New Healthcare Laws Effective July 1, 2018
June 13, 2018
The following bills passed by the 2018 General Assembly are effective July 1, 2018 and may be of special interest to physicians since they could require action or reporting. Others are for information only. Contact the TMA Legal Department at 800-659-1862 or email@example.com with any questions.
Action required by physicians
Solicitation of Accident and Disaster Victims by Health Care Prescribers - PC 638
Health care prescribers, their employees, agents, or independent contractors may NOT conduct in-person solicitation, telemarketing, or telephonic solicitation of victims of disasters or accidents to market services of the healing arts related the accident or victim. Exceptions and other requirements are detailed in Section III of the Law Guide topic Advertising.
Extremely Dense Breast Tissue – PC 750
In 2013, the General Assembly passed a law requiring notification to patients when breast imaging shows the patient has dense breasts based on data established by the American College of Radiology. The notification language was updated with this 2018 legislation. The required language is found by clicking on the link to the public chapter.
Nonresidential Office-Based Opiate Treatment – PC 978
Important changes are made to the definition of nonresidential office-based opiate treatment facility. It includes, but is not limited to, stand-alone clinics, treatment resources, and individual physical locations occupied as the professional practice of a prescriber(s) licensed pursuant to Title 63 (physicians). The new definition will expand the number of physician practices that will come under the definition and subject to licensing by the state.
Requirements for Prescribing and Dispensing of Opioids – PC 901
Prior to prescribing more than a three-day supply of an opioid or an opioid dosage that exceeds a total of a 180 MMEs to a woman of childbearing age (ages 15-44), a prescriber must take certain steps. See section X) A) of the Law Guide topic titled Prescriptions.
Governor’s Bill, Tennessee Together – PC 1039
This legislation was filed to address the state’s opioid abuse epidemic. TMA was actively engaged in providing input and amending the filed bill to ensure that it did not unreasonably obstruct patients in legitimate pain from getting the care they need. There are several changes to opioid prescribing that physicians must follow. See section X) B) of the Law Guide topic titled Prescriptions for the specific restrictions.

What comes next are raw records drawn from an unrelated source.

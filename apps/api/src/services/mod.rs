//! Outbound collaborators: recommendation, review and job search.
//!
//! Every client makes a single attempt bounded by the configured timeout.
//! Failures never leave a client: they are logged and replaced by a fixed
//! fallback value tagged `Outcome::Fallback`.

use std::time::Duration;

use async_trait::async_trait;
use reqwest::multipart::{Form, Part};
use reqwest::{Client, Response};
use serde::de::DeserializeOwned;
use thiserror::Error;

use crate::models::document::UploadedDocument;
use crate::models::pipeline::{JobListing, RecommendedPosition, ReviewResult};

pub mod job_search;
pub mod recommendation;
pub mod review;

/// Multipart field carrying the resume in every outbound upload.
pub const DOCUMENT_FIELD: &str = "file";
const PDF_MIME: &str = "application/pdf";

#[derive(Debug, Error)]
pub enum ServiceError {
    #[error("HTTP error: {0}")]
    Http(#[from] reqwest::Error),

    #[error("API error (status {status}): {message}")]
    Api { status: u16, message: String },

    #[error("JSON parse error: {0}")]
    Parse(#[from] serde_json::Error),

    #[error("I/O error: {0}")]
    Io(#[from] std::io::Error),
}

/// Result of a failure-absorbing call: real data or the substituted fallback.
#[derive(Debug, Clone, PartialEq)]
pub enum Outcome<T> {
    Live(T),
    Fallback(T),
}

impl<T> Outcome<T> {
    pub fn is_fallback(&self) -> bool {
        matches!(self, Outcome::Fallback(_))
    }

    pub fn into_inner(self) -> T {
        match self {
            Outcome::Live(value) | Outcome::Fallback(value) => value,
        }
    }
}

#[async_trait]
pub trait Recommender: Send + Sync {
    async fn recommend(&self, document: &UploadedDocument) -> Outcome<Vec<RecommendedPosition>>;
}

#[async_trait]
pub trait Reviewer: Send + Sync {
    async fn review(&self, document: &UploadedDocument) -> Outcome<ReviewResult>;
}

#[async_trait]
pub trait JobSearcher: Send + Sync {
    async fn search(&self, title: &str) -> Outcome<Vec<JobListing>>;
}

pub(crate) fn http_client(timeout: Duration) -> Result<Client, ServiceError> {
    Ok(Client::builder().timeout(timeout).build()?)
}

/// Reads the stored document back and wraps it as a multipart form.
pub(crate) async fn document_form(document: &UploadedDocument) -> Result<Form, ServiceError> {
    let bytes = tokio::fs::read(&document.stored_path).await?;
    let part = Part::bytes(bytes)
        .file_name(document.original_filename.clone())
        .mime_str(PDF_MIME)?;
    Ok(Form::new().part(DOCUMENT_FIELD, part))
}

/// Rejects non-2xx statuses and deserializes the body.
pub(crate) async fn read_json<T: DeserializeOwned>(response: Response) -> Result<T, ServiceError> {
    let status = response.status();
    let body = response.text().await?;

    if !status.is_success() {
        return Err(ServiceError::Api {
            status: status.as_u16(),
            message: body,
        });
    }

    Ok(serde_json::from_str(&body)?)
}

Information Only – No reporting/action required by physicians
Direct Administration of Buprenorphine Mono - PC 674
An exemption was added to the list of times buprenorphine mono or buprenorphine without naloxone may be used for the treatment of addiction. This exemption states that it may be used for the treatment of substance use disorder pursuant to a medical order or prescription order from an MD or DO. This does not permit it to be dispensed to a patient in a manner that would permit it to be administered away from the premises on which it is dispensed. See section VIII. B) 4) (d)(ii) of the Law Guide topic titled Prescriptions.
Maintenance of Certification - PC 694
This bill passed in 2018, due in large part, to the advocacy efforts of TMA. This law details how hospitals and insurance plans may or may not differentiate between physicians that have maintenance of certification and those that do not when it comes to facility privileges and credentialing. See the Law Guide topic titled Maintenance of Certification for the details of this new law.
Down Syndrome Information Act of 2018 - PC 773
A healthcare provider who renders prenatal or postnatal care or a genetic counselor who renders genetic counseling may, upon receipt of a positive test result from a test for Down syndrome, provide the expectant or new parent with the information provided by the department under this part. The Department of Health will make information available on its website to share with patients.
Barter of Goods and Services as Payment for Healthcare Services – PC 1037
A physician may accept goods or services as payment in a direct exchange of barter for healthcare services provided by the physician if the patient to whom the healthcare services are provided is not covered by health insurance coverage. A physician who accepts barter as payment in accordance with this section shall annually submit a copy of the relevant federal tax form disclosing the physician's income from barter to the physician's licensing board. This law shall not apply to any healthcare services provided at a pain management clinic.